For example, as far as row profiles are concerned, the first Party (recorded as P_1) as a proportion of Gagauzian (15%) that turns up to be greater than the average (3,4%).
The same applies to the column profiles' table.

These tables inform you about what profile (row and/or column) is above or below (or same as) the average.

Page 3 contains the scatterplots of row and column profiles. The two graphs are separately displayed. These are from PAST.

As for the second graph, it is clear that CA is essentially opposing two broad groups in relation to the first axis. One to the right; one to the left.
It is also clear that the groups to the left can be further divided into two sub-groups: the one laying to the top, while the other is to the bottom of the graph.

As you can see, the Moldova profile-point is closer to the centre than all the other points. This is due to the fact that the Moldova profile is the closest to the average (the centre of the graphs indicates, in fact, the average rows/columns profile). You can easily see this from the Tables with the profiles values.
In other words, the Parties are little different as far as the Moldovan votes are concerned; by the same token, the Moldovan vote are nearly "evenly" (grossly speaking) distributed across the parties.

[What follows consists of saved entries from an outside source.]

//! Request and response contracts of the Bova API

mod mass_transaction;
mod p2p;

pub use mass_transaction::{MassTransactionPayload, MassTransactionRequest, MassTransactionResponse};
pub use p2p::{
    P2PDisputeRecipientCard, P2PDisputeRequest, P2PDisputeResponse, P2PRecipientCard,
    P2PTransactionPayload, P2PTransactionRequest, P2PTransactionResponse,
    P2PTransactionShortPayload, P2PTransactionShortResponse, ProofImage,
};
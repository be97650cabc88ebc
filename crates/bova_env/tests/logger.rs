#![allow(clippy::unwrap_used)]

use bova_env::{config, logger, TelemetryGuard};

fn logger() -> &'static TelemetryGuard {
    use once_cell::sync::OnceCell;

    static INSTANCE: OnceCell<TelemetryGuard> = OnceCell::new();
    INSTANCE.get_or_init(|| {
        let conf = config::Log::default();

        bova_env::setup(&conf, "bova_env_test", vec![env!("CARGO_CRATE_NAME")]).unwrap()
    })
}

#[logger::instrument(fields(flow = "test"))]
async fn instrumented(value: u32) -> u32 {
    logger::info!(value, "inside instrumented function");
    value + 1
}

#[tokio::test]
async fn setup_installs_subscriber_once() {
    logger();

    assert_eq!(instrumented(13).await, 14);

    // a second global subscriber is refused
    let again = bova_env::setup(&config::Log::default(), "bova_env_test", Vec::<&str>::new());
    assert!(again.is_err());
}
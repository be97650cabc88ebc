//!
//! This module holds traits for extending functionalities for existing datatypes
//! & inbuilt datatypes.
//!

use error_stack::ResultExt;
use serde::{Deserialize, Serialize};

use crate::errors::{self, CustomResult};

///
/// Encode interface
/// An interface for serializing request payloads
///
pub trait Encode<'e>
where
    Self: 'e + std::fmt::Debug,
{
    ///
    /// Functionality, for specifically encoding `Self` into a JSON `String`
    /// after serialization by using `serde::Serialize`
    ///
    fn encode_to_string_of_json(&'e self) -> CustomResult<String, errors::ParsingError>
    where
        Self: Serialize;

    ///
    /// Functionality, for specifically encoding `Self` into JSON bytes
    /// after serialization by using `serde::Serialize`
    ///
    fn encode_to_vec(&'e self) -> CustomResult<Vec<u8>, errors::ParsingError>
    where
        Self: Serialize;
}

impl<'e, A> Encode<'e> for A
where
    Self: 'e + std::fmt::Debug,
{
    fn encode_to_string_of_json(&'e self) -> CustomResult<String, errors::ParsingError>
    where
        Self: Serialize,
    {
        serde_json::to_string(self)
            .change_context(errors::ParsingError::EncodeError("json"))
            .attach_printable_lazy(|| format!("Unable to convert {self:?} to a request"))
    }

    fn encode_to_vec(&'e self) -> CustomResult<Vec<u8>, errors::ParsingError>
    where
        Self: Serialize,
    {
        serde_json::to_vec(self)
            .change_context(errors::ParsingError::EncodeError("byte-vec"))
            .attach_printable_lazy(|| format!("Unable to convert {self:?} to a value"))
    }
}

///
/// Extending functionalities of `[u8]` for performing parsing
///
pub trait ByteSliceExt {
    ///
    /// Convert `[u8]` into type `<T>` by using `serde::Deserialize`
    ///
    fn parse_struct<'de, T>(&'de self, type_name: &'static str) -> CustomResult<T, errors::ParsingError>
    where
        T: Deserialize<'de>;
}

impl ByteSliceExt for [u8] {
    fn parse_struct<'de, T>(&'de self, type_name: &'static str) -> CustomResult<T, errors::ParsingError>
    where
        T: Deserialize<'de>,
    {
        serde_json::from_slice(self)
            .change_context(errors::ParsingError::StructParseFailure(type_name))
            .attach_printable_lazy(|| format!("Unable to parse {type_name} from &[u8]"))
    }
}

As for the relation between parties and nationality as stemming from the CA, the more a party lays to the right, the more it has a higher relative proportion of Moldovan and Romanian voters.
The more a party lays to the left, the more it has vote from the nationality laying in the same space. But remember that, as far as this second group of parties is concerned, the more a party will lay in the higher area of the plot, the more votes it will have from Gagauzian and Bulgarian. The more down, the more votes from Ukrainan, Russian and other Nationality.

Page 4 contains a "worked" table: the original table has been sorted on the basis of the CA's scores and two broad groups have been devised (A-B). Group A has been further divided in two sub-groups (A1, A2).
In essence, the table try to reflect the groupings devised by CA.

The little table at the bottom of the same page summarizes the data of the major table.
As you can see from the bottom table, the Nationality of different colour are those featuring the different groups of parties.

For ease of reading, page 5 provides two tree diagram (after the cluster analysis on the CA's scores) indicating in a more rigid way the groupings.

All this is meant in an Exploratory perspective. You may add the type of graphical representation you want for ease of representation.

As far as the testing of the statistical validity of the groupings is concerned, this is a question on which I would like to have comments from other members of the forum.

I am going to read a chapter of Greenacre book dealing with this topic. I will let you know if any idea comes up.

I hope this helps.

If you want and if you manage to recode the data in the way I said before, we could go further with this analysis.

Let me know.



New Member
Np, your title did not scare me :) Thanks again for the time you are putting down, especially the explanations are very helpful.

The results you got match very well my understanding of Moldovan politics. Your results on the Moldovan group is also more interesting since it nuances the picture you get by simply running percentages. But grouping the nationalities as CA can do makes it also easier to grasp and understand.

Greenacre's book seems very interesting. At the moment I'm residing in Bucharest and while I did bring some stat books with me, none of them deals with CA (or any other of the names is goes by). I was able to find Greenacre on Google books but could just read parts of it. I'll try to see whether its possible to pick it up somewhere around the city.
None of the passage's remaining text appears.